++++ Data under study ++++
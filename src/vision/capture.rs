//! Screen capture
//!
//! Produces a [`Frame`] covering a window rectangle (or the whole virtual
//! desktop) by compositing per-display captures. Displays may have
//! different pixel densities; the frame uses the highest density among the
//! displays it touches, so a Retina capture is twice the logical size.

use image::imageops::{self, FilterType};
use image::RgbaImage;

use super::{CaptureSpace, Frame, FrameError};
use crate::desktop::{BackendError, DesktopBackend, DisplayInfo};
use crate::geometry::WindowRect;

/// Capture errors
#[derive(Debug, thiserror::Error)]
pub enum CaptureError {
    #[error("Capture rectangle {0} is empty")]
    EmptyRect(WindowRect),
    #[error("Capture rectangle {0} does not overlap any display")]
    OffScreen(WindowRect),
    #[error(transparent)]
    Backend(#[from] BackendError),
    #[error(transparent)]
    Frame(#[from] FrameError),
}

/// Captures frames through a [`DesktopBackend`]
#[derive(Debug, Clone, Default)]
pub struct FrameCapturer;

impl FrameCapturer {
    pub fn new() -> Self {
        Self
    }

    /// Capture `rect` in desktop pixels, or the whole virtual desktop when `None`
    pub fn capture(
        &self,
        backend: &dyn DesktopBackend,
        rect: Option<&WindowRect>,
    ) -> Result<Frame, CaptureError> {
        let displays = backend.displays()?;

        let (target, space) = match rect {
            Some(rect) if rect.is_empty() => return Err(CaptureError::EmptyRect(*rect)),
            Some(rect) => (*rect, CaptureSpace::Window(*rect)),
            None => {
                let desktop = WindowRect::union_all(displays.iter().map(|d| &d.rect))
                    .ok_or(BackendError::NoDisplays)?;
                (desktop, CaptureSpace::Desktop(desktop))
            }
        };

        let touching: Vec<&DisplayInfo> = displays
            .iter()
            .filter(|d| d.rect.intersection(&target).is_some())
            .collect();
        if touching.is_empty() {
            return Err(CaptureError::OffScreen(target));
        }

        let mut shots = Vec::with_capacity(touching.len());
        for display in touching {
            let image = backend.capture_display(display)?;
            log::trace!(
                "Captured display {} ({}x{} px for {})",
                display.id,
                image.width(),
                image.height(),
                display.rect
            );
            shots.push((display, image));
        }

        let scale = shots
            .iter()
            .map(|(display, image)| pixel_scale(display, image))
            .fold(1.0_f64, f64::max);

        let canvas = composite(target, scale, shots);
        log::debug!(
            "Captured {}x{} frame for {} (scale {:.2})",
            canvas.width(),
            canvas.height(),
            target,
            scale
        );

        Ok(Frame::from_rgba(canvas, space)?)
    }
}

/// Physical pixels per logical pixel of a display capture
fn pixel_scale(display: &DisplayInfo, image: &RgbaImage) -> f64 {
    if display.rect.width == 0 {
        return 1.0;
    }
    image.width() as f64 / display.rect.width as f64
}

fn scaled(value: u32, scale: f64) -> u32 {
    (value as f64 * scale).round() as u32
}

/// Paste every display capture into a canvas covering `target` at `scale`
fn composite(target: WindowRect, scale: f64, shots: Vec<(&DisplayInfo, RgbaImage)>) -> RgbaImage {
    let mut canvas = RgbaImage::new(scaled(target.width, scale), scaled(target.height, scale));

    for (display, image) in shots {
        let width = scaled(display.rect.width, scale);
        let height = scaled(display.rect.height, scale);
        let image = if image.dimensions() == (width, height) {
            image
        } else {
            imageops::resize(&image, width, height, FilterType::Triangle)
        };

        let x = ((display.rect.x as i64 - target.x as i64) as f64 * scale).round() as i64;
        let y = ((display.rect.y as i64 - target.y as i64) as f64 * scale).round() as i64;
        imageops::replace(&mut canvas, &image, x, y);
    }

    canvas
}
++++
Where does the word "whole" occur in the data? Copy every line that has it.

**Answer space**
//! Produces a [`Frame`] covering a window rectangle (or the whole virtual
    /// Capture `rect` in desktop pixels, or the whole virtual desktop when `None`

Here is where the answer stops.